Thanks to its prime position in the Permian Basin and a pristine balance sheet,Pioneer Natural Resources (NYSE: PXD) handled the oil market downturn with ease. In fact, the company grew production in seven straight quarters during one of the industry's toughest stretches in decades. Furthermore, thanks to its vast low-cost resource base, it expects to deliver double-digit production growth for the next decade even if oil prices remain low. That's why it's no surprise to see investors growing more bullish on the company.
However, one thing investors need to know about Pioneer is that its focus is almost entirely on the Midland Basin, which is the eastern portion of the Permian. The Basin's other half, the Delaware, is just as good, if not better. Because of that, investors who like Pioneer should love Concho Resources (NYSE: CXO), Parsley Energy (NYSE: PE), and Diamondback Energy (NASDAQ: FANG), as they each hold prime positions on both sides of the Permian, which should fuel robust growth for years to come.

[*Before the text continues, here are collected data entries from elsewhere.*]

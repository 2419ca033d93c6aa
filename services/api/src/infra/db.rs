use anyhow::Context as _;
use chrono::Utc;
use sea_orm::{
    ActiveModelTrait, ActiveValue::Set, ColumnTrait, DatabaseConnection, DbErr, EntityTrait,
    QueryFilter, QueryOrder, QuerySelect, SqlErr,
};
use uuid::Uuid;

use movieapp_api_schema::embedded::{self, LikedBy, MovieEntries, ReviewEntries};
use movieapp_api_schema::{reviews, users};
use movieapp_domain::collection::ListKind;
use movieapp_domain::pagination::PageRequest;
use movieapp_domain::rating::Rating;

use crate::domain::repository::{PublishedReviewRepository, UserRepository};
use crate::domain::types::{MovieEntry, PublishedReview, ReviewEntry, User};
use crate::error::ApiError;

/// Map a failed UPDATE: no matching row becomes `missing`, anything else is internal.
fn update_error(e: DbErr, missing: ApiError, context: &'static str) -> ApiError {
    match e {
        DbErr::RecordNotUpdated => missing,
        e => ApiError::Internal(anyhow::Error::new(e).context(context)),
    }
}

fn is_unique_violation(e: &DbErr) -> bool {
    matches!(e.sql_err(), Some(SqlErr::UniqueConstraintViolation(_)))
}

fn stored_rating(value: i16) -> Result<Rating, ApiError> {
    Rating::try_from(i64::from(value))
        .context("stored rating out of range")
        .map_err(ApiError::Internal)
}

// ── User repository ──────────────────────────────────────────────────────────

#[derive(Clone)]
pub struct DbUserRepository {
    pub db: DatabaseConnection,
}

impl UserRepository for DbUserRepository {
    async fn find_by_id(&self, id: Uuid) -> Result<Option<User>, ApiError> {
        let model = users::Entity::find_by_id(id)
            .one(&self.db)
            .await
            .context("find user by id")?;
        model.map(user_from_model).transpose()
    }

    async fn find_by_email(&self, email: &str) -> Result<Option<User>, ApiError> {
        let model = users::Entity::find()
            .filter(users::Column::Email.eq(email))
            .one(&self.db)
            .await
            .context("find user by email")?;
        model.map(user_from_model).transpose()
    }

    async fn create(&self, user: &User) -> Result<(), ApiError> {
        let result = users::ActiveModel {
            id: Set(user.id),
            name: Set(user.name.clone()),
            email: Set(user.email.clone()),
            password_hash: Set(user.password_hash.clone()),
            avatar: Set(user.avatar.clone()),
            watchlist: Set(movie_entries(&user.watchlist)),
            favorites: Set(movie_entries(&user.favorites)),
            reviews: Set(review_entries(&user.reviews)),
            created_at: Set(user.created_at),
            updated_at: Set(user.updated_at),
        }
        .insert(&self.db)
        .await;

        match result {
            Ok(_) => Ok(()),
            Err(e) if is_unique_violation(&e) => Err(ApiError::EmailAlreadyRegistered),
            Err(e) => Err(anyhow::Error::new(e).context("create user").into()),
        }
    }

    async fn update_profile(
        &self,
        id: Uuid,
        name: Option<&str>,
        email: Option<&str>,
        avatar: Option<&str>,
    ) -> Result<(), ApiError> {
        let mut am = users::ActiveModel {
            id: Set(id),
            ..Default::default()
        };
        if let Some(name) = name {
            am.name = Set(name.to_owned());
        }
        if let Some(email) = email {
            am.email = Set(email.to_owned());
        }
        if let Some(avatar) = avatar {
            am.avatar = Set(avatar.to_owned());
        }
        am.updated_at = Set(Utc::now());

        match am.update(&self.db).await {
            Ok(_) => Ok(()),
            Err(e) if is_unique_violation(&e) => Err(ApiError::EmailAlreadyRegistered),
            Err(e) => Err(update_error(e, ApiError::UserNotFound, "update user profile")),
        }
    }

    async fn update_password_hash(&self, id: Uuid, password_hash: &str) -> Result<(), ApiError> {
        users::ActiveModel {
            id: Set(id),
            password_hash: Set(password_hash.to_owned()),
            updated_at: Set(Utc::now()),
            ..Default::default()
        }
        .update(&self.db)
        .await
        .map_err(|e| update_error(e, ApiError::UserNotFound, "update password hash"))?;
        Ok(())
    }

    async fn save_list(
        &self,
        id: Uuid,
        kind: ListKind,
        entries: &[MovieEntry],
    ) -> Result<(), ApiError> {
        let mut am = users::ActiveModel {
            id: Set(id),
            updated_at: Set(Utc::now()),
            ..Default::default()
        };
        match kind {
            ListKind::Watchlist => am.watchlist = Set(movie_entries(entries)),
            ListKind::Favorites => am.favorites = Set(movie_entries(entries)),
        }
        am.update(&self.db)
            .await
            .map_err(|e| update_error(e, ApiError::UserNotFound, "save user list"))?;
        Ok(())
    }

    async fn save_reviews(&self, id: Uuid, reviews: &[ReviewEntry]) -> Result<(), ApiError> {
        users::ActiveModel {
            id: Set(id),
            reviews: Set(review_entries(reviews)),
            updated_at: Set(Utc::now()),
            ..Default::default()
        }
        .update(&self.db)
        .await
        .map_err(|e| update_error(e, ApiError::UserNotFound, "save user reviews"))?;
        Ok(())
    }
}

fn user_from_model(model: users::Model) -> Result<User, ApiError> {
    let reviews = model
        .reviews
        .0
        .into_iter()
        .map(|r| {
            Ok(ReviewEntry {
                movie_id: r.movie_id,
                movie_title: r.movie_title,
                rating: stored_rating(r.rating)?,
                comment: r.comment,
                created_at: r.created_at,
            })
        })
        .collect::<Result<Vec<_>, ApiError>>()?;

    Ok(User {
        id: model.id,
        name: model.name,
        email: model.email,
        password_hash: model.password_hash,
        avatar: model.avatar,
        watchlist: model.watchlist.0.into_iter().map(movie_from_stored).collect(),
        favorites: model.favorites.0.into_iter().map(movie_from_stored).collect(),
        reviews,
        created_at: model.created_at,
        updated_at: model.updated_at,
    })
}

fn movie_from_stored(e: embedded::MovieEntry) -> MovieEntry {
    MovieEntry {
        movie_id: e.movie_id,
        title: e.title,
        poster: e.poster,
        added_at: e.added_at,
    }
}

fn movie_entries(entries: &[MovieEntry]) -> MovieEntries {
    MovieEntries(
        entries
            .iter()
            .map(|e| embedded::MovieEntry {
                movie_id: e.movie_id,
                title: e.title.clone(),
                poster: e.poster.clone(),
                added_at: e.added_at,
            })
            .collect(),
    )
}

fn review_entries(reviews: &[ReviewEntry]) -> ReviewEntries {
    ReviewEntries(
        reviews
            .iter()
            .map(|r| embedded::ReviewEntry {
                movie_id: r.movie_id,
                movie_title: r.movie_title.clone(),
                rating: i16::from(r.rating.get()),
                comment: r.comment.clone(),
                created_at: r.created_at,
            })
            .collect(),
    )
}

// ── Published review repository ──────────────────────────────────────────────

#[derive(Clone)]
pub struct DbPublishedReviewRepository {
    pub db: DatabaseConnection,
}

impl PublishedReviewRepository for DbPublishedReviewRepository {
    async fn find_by_id(&self, id: Uuid) -> Result<Option<PublishedReview>, ApiError> {
        let model = reviews::Entity::find_by_id(id)
            .one(&self.db)
            .await
            .context("find review by id")?;
        model.map(review_from_model).transpose()
    }

    async fn find_by_user_and_movie(
        &self,
        user_id: Uuid,
        movie_id: i32,
    ) -> Result<Option<PublishedReview>, ApiError> {
        let model = reviews::Entity::find()
            .filter(reviews::Column::UserId.eq(user_id))
            .filter(reviews::Column::MovieId.eq(movie_id))
            .one(&self.db)
            .await
            .context("find review by user and movie")?;
        model.map(review_from_model).transpose()
    }

    async fn create(&self, review: &PublishedReview) -> Result<(), ApiError> {
        let result = reviews::ActiveModel {
            id: Set(review.id),
            user_id: Set(review.user_id),
            movie_id: Set(review.movie_id),
            movie_title: Set(review.movie_title.clone()),
            movie_poster: Set(review.movie_poster.clone()),
            rating: Set(i16::from(review.rating.get())),
            comment: Set(review.comment.clone()),
            liked_by: Set(LikedBy(review.liked_by.clone())),
            is_public: Set(review.is_public),
            created_at: Set(review.created_at),
            updated_at: Set(review.updated_at),
        }
        .insert(&self.db)
        .await;

        match result {
            Ok(_) => Ok(()),
            // Lost a race with a concurrent publish for the same movie.
            Err(e) if is_unique_violation(&e) => Err(ApiError::AlreadyReviewed),
            Err(e) => Err(anyhow::Error::new(e).context("create review").into()),
        }
    }

    async fn update(&self, review: &PublishedReview) -> Result<(), ApiError> {
        reviews::ActiveModel {
            id: Set(review.id),
            movie_title: Set(review.movie_title.clone()),
            movie_poster: Set(review.movie_poster.clone()),
            rating: Set(i16::from(review.rating.get())),
            comment: Set(review.comment.clone()),
            is_public: Set(review.is_public),
            updated_at: Set(review.updated_at),
            ..Default::default()
        }
        .update(&self.db)
        .await
        .map_err(|e| update_error(e, ApiError::ReviewNotFound, "update review"))?;
        Ok(())
    }

    async fn list_public_by_movie(
        &self,
        movie_id: i32,
        page: PageRequest,
    ) -> Result<Vec<PublishedReview>, ApiError> {
        let page = page.clamped();
        let models = reviews::Entity::find()
            .filter(reviews::Column::MovieId.eq(movie_id))
            .filter(reviews::Column::IsPublic.eq(true))
            .order_by_desc(reviews::Column::CreatedAt)
            .order_by_desc(reviews::Column::Id)
            .offset(page.offset())
            .limit(u64::from(page.per_page))
            .all(&self.db)
            .await
            .context("list public reviews by movie")?;
        models.into_iter().map(review_from_model).collect()
    }

    async fn set_liked_by(&self, id: Uuid, liked_by: &[Uuid]) -> Result<(), ApiError> {
        reviews::ActiveModel {
            id: Set(id),
            liked_by: Set(LikedBy(liked_by.to_vec())),
            updated_at: Set(Utc::now()),
            ..Default::default()
        }
        .update(&self.db)
        .await
        .map_err(|e| update_error(e, ApiError::ReviewNotFound, "set review likes"))?;
        Ok(())
    }

    async fn delete(&self, id: Uuid, user_id: Uuid) -> Result<bool, ApiError> {
        let result = reviews::Entity::delete_many()
            .filter(reviews::Column::Id.eq(id))
            .filter(reviews::Column::UserId.eq(user_id))
            .exec(&self.db)
            .await
            .context("delete review")?;
        Ok(result.rows_affected > 0)
    }
}

fn review_from_model(model: reviews::Model) -> Result<PublishedReview, ApiError> {
    Ok(PublishedReview {
        id: model.id,
        user_id: model.user_id,
        movie_id: model.movie_id,
        movie_title: model.movie_title,
        movie_poster: model.movie_poster,
        rating: stored_rating(model.rating)?,
        comment: model.comment,
        liked_by: model.liked_by.0,
        is_public: model.is_public,
        created_at: model.created_at,
        updated_at: model.updated_at,
    })
}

Image source: Getty Images.
The biggest oil company you've probably never heard of
Concho Resources has quietly built up one of the largest acreage positions in the Permian Basin over the past few years. The company currently controls about 600,000 net acres, which is just slightly smaller than Pioneer's 708,000 net acres. The other difference is that Concho controls land across not only the Midland Basin but in the Delaware Basin and along the New Mexico Shelf, which is an emerging area for the industry. Overall, Concho believes it can drill 19,000 wells on its land to unlock as much as 8 billion barrels of oil equivalent (BBOE) resources, which compares favorably to Pioneer's 20,000 well inventory that it believes holds the keys to unlocking as much as 11 BBOE resources.
Concho expects its Permian position to fuel exceptional production growth over the next few years. For 2017, the company anticipates increasing production by 20% to 24% off its 2016 base of 150,500 barrels of oil equivalent per day (BOE/D) while living within cash flow. That's an even faster growth rate than Pioneer, which expects to grow production by 15% to 18% this year, though that's off a higher base of 234,000 BOE/D last year. Meanwhile, Concho expects to grow by about a 20% compound rate through 2019 versus Pioneer's 15%-plus forecast rate through 2026.
Following in his father's footsteps -- with one exception
Parsley Energy also shares many similarities with Pioneer Natural Resources, which isn't a surprise given that its founder and CEO, Bryan Sheffield, is the son of Pioneer's recently retired CEO Scott Sheffield. The younger Sheffield has mostly followed his father's value-creating blueprint of running an oil company with minimal debt and targeting the oil-rich Midland Basin. In fact, Parsley now controls 179,000 net acres in that play, second only to Pioneer's gargantuan 708,000 net acres and just ahead of Concho's 150,000 net acres. However, Bryan has gone one step further by also setting up camp in the Delaware Basin, locking up 48,000 net acres in that play.
Parsley Energy has enjoyed a stunning rise over the past few years thanks to its rapid expansion in the Permian. Last year, for example, production grew a remarkable 80% thanks to a combination of organic drilling and acquisitions. The company anticipates growing another 62% to 78% this year, though for comparison's sake that's from a base of 38,257 BOE/D last year. That said, with roughly 8,000 future drilling locations and a strong balance sheet, Parsley Energy has the resources to deliver robust growth for years to come even if oil prices remain low.
Image source: Getty Images.
Stomping on the accelerator
Diamondback Energy also controls a large and growing acreage position across the Permian Basin, with 85,000 net acres in the Midland and 97,000 net acres in the Delaware. The company just added the Delaware to its portfolio last year via two strategic acquisitions, including its $2.43 billion purchase of Brigham Resources. Those deals have set the company up for explosive growth in 2017 and beyond.
Diamondback Resources anticipates that it will grow its production by 65% this year, off last year's base of 43,000 BOE/D. Fueling that growth is a combination of the acquired production and the anticipation that it will employ eight rigs this year. That said, Diamondback Energy believes that its acreage position can support 15 to 20 rigs in the future, which "provides a runway for unprecedented growth for years to come," according to the company.
While Pioneer Natural Resources is a great company with excellent growth prospects, it only offers investors access to one side of the red-hot Permian. That's why investors who like that company will love to know that Concho, Parsley, and Diamondback control prime positions on both sides of the Basin. Because of that, investors won't miss out on what's happening in what might be the Permian's better half.